Zeynep Atikkan: Normali aramak

Zeynep ATİKKAN
Haberin Devamı

Akşam, Kadıköy vapurunun dağılma saatleri.

Meydandaki seçim otobüsünden çirkin, detone bir erkek sesi yükseliyor. Berbat bir ses düzenlemesiyle çevreyi gürültü kirliliği kaplıyor. Hangi parti olduğu önemli değil zaten kimsenin kafasını kaldırıp da baktığı yok.

Önümde yürüyen karı koca konuşuyor.

Genç kadın soruyor:

Nerede görülmüş böyle kepazelik?

Eşi yanıt veriyor:

‘Herhalde Mozambik’te.

Son günlerde pekçok kişinin şikayet ettiği ‘seçimlere duyulan coşkusuzluk ve ilgisizlik’i aslında çok iyi açıklayan bir dialog bu.

Bana göre son derece olumlu.

Oturmuş demokrasilerde haykırışlara, böğürtülere ve de sünnet çocuğu gibi dolaşan siyasetçilere genelde büyük bir ilgi duyulmaz. Bu ilgisizlik de kesinlikle depolitizasyon anlamına gelmez.

Mesut Yılmaz'ın beğendiği ‘sessiz çoğunluk’ tanımına pek uygun düşen bu çiftin 1999 seçimlerinde Türk insanının genel eğilimini yansıttığını düşünüyorum.

Otobüslerden, televizyonlardan haykıranlar pek farkında değiller ama seçmen üçüncü dünyalı refleksleri terk etmek istiyor.

Kimilerinin ilgisizlik diye yorumladığı bu eğilim aslında sükûnetin, normalliğin arayışı. Kaldı ki büyük çoğunluğu denenmiş liderlerin ve kadroların peşinde kitlelerin kendilerini yerden yere atmalarını beklemek de biraz gülünç oluyor.

Kendi yaşamı giderek daha ayırımlı hale gelen birey, anlamsız bir gürültü patırdı içinde yutulmayı içine sindiremiyor.

Bu arada siyaset, günlük yaşamda ‘kimlik yaratma’ aracı da değil artık. En azından öyle algılanmıyor.

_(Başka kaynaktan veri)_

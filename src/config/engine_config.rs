//! Engine Configuration - every tunable of the decision engine as TOML
//!
//! Each section implements `Default` from `config::defaults`, so a missing
//! file or a partial file behaves exactly like the built-in values.

use serde::{Deserialize, Serialize};
use std::collections::{BTreeMap, HashMap};
use std::net::SocketAddr;
use std::path::{Path, PathBuf};
use std::time::Duration;
use tracing::{info, warn};

use super::defaults;
use crate::classifier::OpenAiSettings;
use crate::platform::CloudPlatformConfig;
use crate::roster::{Paginator, PoolDirectory, SeverityPolicy};
use crate::types::Importance;

/// Environment variable pointing at the config file.
pub const CONFIG_PATH_ENV: &str = "SURGE_CONFIG";

/// Config file looked up in the working directory.
pub const LOCAL_CONFIG_FILE: &str = "surge.toml";

// ============================================================================
// Top-Level Config
// ============================================================================

/// Root configuration.
///
/// Load with `EngineConfig::load()` which searches:
/// 1. `$SURGE_CONFIG` env var
/// 2. `./surge.toml`
/// 3. Built-in defaults
#[derive(Debug, Clone, Serialize, Deserialize)]
pub struct EngineConfig {
    #[serde(default)]
    pub server: ServerConfig,

    #[serde(default)]
    pub feeds: FeedsConfig,

    #[serde(default)]
    pub classifier: ClassifierConfig,

    #[serde(default)]
    pub platform: PlatformConfig,

    /// Severity label → fraction of the reserve pool to activate.
    #[serde(default = "default_severity")]
    pub severity: BTreeMap<String, f64>,

    #[serde(default)]
    pub pools: PoolsConfig,

    #[serde(default)]
    pub dispatch: DispatchConfig,
}

impl Default for EngineConfig {
    fn default() -> Self {
        Self {
            server: ServerConfig::default(),
            feeds: FeedsConfig::default(),
            classifier: ClassifierConfig::default(),
            platform: PlatformConfig::default(),
            severity: default_severity(),
            pools: PoolsConfig::default(),
            dispatch: DispatchConfig::default(),
        }
    }
}

impl EngineConfig {
    /// Load configuration using the standard search order:
    /// 1. `$SURGE_CONFIG` environment variable
    /// 2. `./surge.toml` in the current working directory
    /// 3. Built-in defaults
    pub fn load() -> Self {
        if let Ok(path) = std::env::var(CONFIG_PATH_ENV) {
            let p = PathBuf::from(&path);
            if p.exists() {
                match Self::load_from_file(&p) {
                    Ok(config) => {
                        info!(path = %p.display(), "Loaded engine config from {CONFIG_PATH_ENV}");
                        return config;
                    }
                    Err(e) => {
                        warn!(path = %p.display(), error = %e, "Failed to load config from {CONFIG_PATH_ENV}, falling back");
                    }
                }
            } else {
                warn!(path = %path, "{CONFIG_PATH_ENV} points to non-existent file, falling back");
            }
        }

        let local = PathBuf::from(LOCAL_CONFIG_FILE);
        if local.exists() {
            match Self::load_from_file(&local) {
                Ok(config) => {
                    info!("Loaded engine config from ./{LOCAL_CONFIG_FILE}");
                    return config;
                }
                Err(e) => {
                    warn!(error = %e, "Failed to load ./{LOCAL_CONFIG_FILE}, using defaults");
                }
            }
        }

        info!("No {LOCAL_CONFIG_FILE} found, using built-in defaults");
        Self::default()
    }

    /// Load from a specific TOML file path.
    pub fn load_from_file(path: &Path) -> Result<Self, ConfigError> {
        let contents = std::fs::read_to_string(path).map_err(|e| ConfigError::Io(path.to_path_buf(), e))?;
        let config = Self::from_toml_str(&contents).map_err(|e| match e {
            ConfigError::Parse(_, inner) => ConfigError::Parse(path.to_path_buf(), inner),
            other => other,
        })?;
        Ok(config)
    }

    /// Parse, warn about unknown keys, and validate.
    pub fn from_toml_str(contents: &str) -> Result<Self, ConfigError> {
        for w in super::validation::validate_unknown_keys(contents) {
            warn!("{}", w);
        }

        let config: Self = toml::from_str(contents).map_err(|e| ConfigError::Parse(PathBuf::new(), e))?;
        config.validate()?;

        let missing = config.severity_policy().missing_levels();
        if !missing.is_empty() {
            let levels: Vec<&str> = missing.iter().map(Importance::as_str).collect();
            warn!(
                missing = %levels.join(", "),
                "No staffing fraction for some severity levels; escalations at those levels will fail"
            );
        }
        Ok(config)
    }

    pub fn to_toml(&self) -> Result<String, ConfigError> {
        toml::to_string_pretty(self).map_err(ConfigError::Serialize)
    }

    /// Validate ranges and cross-references.
    ///
    /// All problems are collected so one run reports every mistake.
    pub fn validate(&self) -> Result<(), ConfigError> {
        let mut errors: Vec<String> = Vec::new();

        if self.server.addr.parse::<SocketAddr>().is_err() {
            errors.push(format!("server.addr = '{}' is not a valid socket address", self.server.addr));
        }

        // Feeds
        check_min_secs(self.feeds.poll_interval_secs, "feeds.poll_interval_secs", &mut errors);
        check_min_secs(self.feeds.fetch_timeout_secs, "feeds.fetch_timeout_secs", &mut errors);
        if self.feeds.seen_capacity == 0 {
            errors.push("feeds.seen_capacity must be at least 1".to_string());
        }
        for feed in &self.feeds.catalogue {
            if !is_http_url(&feed.url) {
                errors.push(format!("feeds.catalogue '{}' has non-http(s) url '{}'", feed.name, feed.url));
            }
        }
        if !self.feeds.default.is_empty() && self.default_feed_url().is_none() {
            errors.push(format!(
                "feeds.default = '{}' is neither a catalogue name nor an http(s) URL",
                self.feeds.default
            ));
        }

        // Classifier
        check_min_secs(self.classifier.timeout_secs, "classifier.timeout_secs", &mut errors);
        if self.classifier.max_batch == 0 {
            errors.push("classifier.max_batch must be at least 1".to_string());
        }
        if !(0.0..=2.0).contains(&self.classifier.temperature) {
            errors.push(format!(
                "classifier.temperature = {} is outside [0, 2]",
                self.classifier.temperature
            ));
        }

        // Platform
        if self.platform.page_size == 0 || self.platform.page_size > defaults::MAX_PAGE_SIZE {
            errors.push(format!(
                "platform.page_size = {} must be within 1..={}",
                self.platform.page_size,
                defaults::MAX_PAGE_SIZE
            ));
        }
        if self.platform.max_concurrent_pages == 0 {
            errors.push("platform.max_concurrent_pages must be at least 1".to_string());
        }
        check_min_secs(self.platform.call_timeout_secs, "platform.call_timeout_secs", &mut errors);

        // Severity table; labels are case-insensitive, so `critical` and `CRITICAL` collide.
        let mut levels: HashMap<Importance, &str> = HashMap::new();
        for (label, fraction) in &self.severity {
            match label.parse::<Importance>() {
                Ok(level) => {
                    if let Some(previous) = levels.insert(level, label) {
                        errors.push(format!(
                            "severity.{label} duplicates severity.{previous} ({} is configured twice)",
                            level.as_str()
                        ));
                    }
                }
                Err(_) => errors.push(format!(
                    "severity.{label} is not a severity level (expected CRITICAL, HIGH, MEDIUM or LOW)"
                )),
            }
            if !(0.0..=1.0).contains(fraction) {
                errors.push(format!("severity.{label} = {fraction} is outside [0, 1]"));
            }
        }

        // Pools
        for (category, pool) in &self.pools.categories {
            if pool.trim().is_empty() {
                errors.push(format!("pools.categories.{category} maps to an empty group id"));
            }
        }

        // Dispatch rules
        check_min_secs(self.dispatch.retry_interval_secs, "dispatch.retry_interval_secs", &mut errors);
        for (i, rule) in self.dispatch.rules.iter().enumerate() {
            if rule.queue_id.trim().is_empty() {
                errors.push(format!("dispatch.rules[{i}] has an empty queue_id"));
            }
            if rule.category.trim().is_empty() {
                errors.push(format!("dispatch.rules[{i}] has an empty category"));
            }
        }
        if self.dispatch.enabled && self.dispatch.rules.is_empty() {
            warn!("dispatch.enabled is set but no dispatch rules are configured");
        }

        if errors.is_empty() {
            Ok(())
        } else {
            Err(ConfigError::Validation(errors))
        }
    }

    /// URL of the default feed: a catalogue entry by name, or a literal URL.
    pub fn default_feed_url(&self) -> Option<String> {
        let default = self.feeds.default.trim();
        if let Some(feed) = self.feeds.catalogue.iter().find(|f| f.name == default) {
            return Some(feed.url.clone());
        }
        is_http_url(default).then(|| default.to_string())
    }

    // ------------------------------------------------------------------------
    // Component settings
    // ------------------------------------------------------------------------

    /// Severity table keyed by level. Unparseable labels are skipped
    /// (`validate` rejects them).
    pub fn severity_policy(&self) -> SeverityPolicy {
        SeverityPolicy::new(
            self.severity
                .iter()
                .filter_map(|(label, fraction)| label.parse::<Importance>().ok().map(|level| (level, *fraction)))
                .collect(),
        )
    }

    pub fn pool_directory(&self) -> PoolDirectory {
        PoolDirectory::new(self.pools.categories.clone(), self.pools.default.clone())
    }

    pub fn paginator(&self) -> Paginator {
        Paginator::new(self.platform.page_size).with_concurrency(self.platform.max_concurrent_pages)
    }

    /// Classifier settings; the API key is read from the configured env var.
    pub fn openai_settings(&self) -> OpenAiSettings {
        OpenAiSettings {
            base_url: self.classifier.base_url.clone(),
            model: self.classifier.model.clone(),
            api_key: std::env::var(&self.classifier.api_key_env).unwrap_or_default(),
            temperature: self.classifier.temperature,
            timeout: Duration::from_secs(self.classifier.timeout_secs),
        }
    }

    /// Platform settings; the client secret is read from the configured env var.
    pub fn cloud_platform_config(&self) -> CloudPlatformConfig {
        let secret = std::env::var(&self.platform.client_secret_env).unwrap_or_default();
        CloudPlatformConfig::for_region(
            &self.platform.region,
            &self.platform.client_id,
            &secret,
            Duration::from_secs(self.platform.call_timeout_secs),
        )
    }
}

fn check_min_secs(value: u64, name: &str, errors: &mut Vec<String>) {
    if value < 1 {
        errors.push(format!("{name} must be at least 1 second"));
    }
}

fn is_http_url(s: &str) -> bool {
    (s.starts_with("http://") || s.starts_with("https://")) && s.len() > "https://".len()
}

Militan grupların dışında kalan geniş kitleler için yaşam çok daha parçalı çok daha bölümlü. Bir bölüm diğeri üzerinde egemenlik kurmuyor. Kuramıyor. Demek istediğim daha modern bir birey dolayısıyla daha modern bir seçmen var artık sandık başında. Demokrasilerde kitleleri ancak ‘değişimler, yeni umutlar ve yeni heyecanlar’ coşturur. İngiltere'de Tony Blair hareketi gibi.

Yoksa birer kötü slogan ve de cızırtılı bir pop parçasıyla insanların salkım saçak sokaklara dökülmelerini beklemek çok yanlış.

1999'da toplumun duyarlılık noktalarını iyi anlamak gerekiyor.

1991 seçimleri, Türkiye'deki siyasal islam açısından bir dönemeçti.

1995 seçimlerinin tonunu ‘adil düzen’i pazarlayan Refah Partisi verdi. RP dışındaki Türkiye, seçime umutsuz girmişti.

1999'un Türkiye'sinde görülüyor ki eski RP'nin adil düzeni, yeni bir coşku dalgası yaratacak güçte değil. 1995 seçimlerinin umutsuz kitlesi ise bu seçimde ‘Fazilet’in belini kırma' hedefine sarılmış durumda.

Bu boyutuyla 1999 da yeni bir dönemeç Türkiye için.

Bu durumda coşkusuzluğu da sakin bir bilinçlilik diye okumak daha doğru.

* * *

Seçim kampanyasıyla ilgili masamın üstüne gelen çok sayıda bülten, rapor, kamuoyu yoklaması ve fakslar arasında özellikle dikkatimi çeken bir bağımsız aday var. Ankara birinci bölgeden aday Turgut Babür Sarıfakioğlu.

Sarıfakioğlu'nun diğerlerinden en önemli farkı, kampanyasını finanse ediş tarzı. Tanesini üç yüz bin liradan sattığı, kendi deyişiyle umudu simgeleyen pembe mumlarla kampanyasını finanse ediyor. Kampanyadan artan parayı da Ankara'daki dört devlet üniversitesinde okuyan kırk başarılı öğrenciye seçimlerden sonra burs olarak dağıtmak niyetinde. Partilerin seçim kampanyalarını kimin finanse ettiğini sorabildik mi bugüne kadar? Bu da bir temel demokrasi zaafı.

Bu adayın, seçmene verdiği söz de çok anlamlı; ‘Bağımsız seçilip, dönemi bağımsız tamamlayacağım’ diyor.

Coşkusuz diye nitelediğimiz seçimin ilginç renkleri bunlar.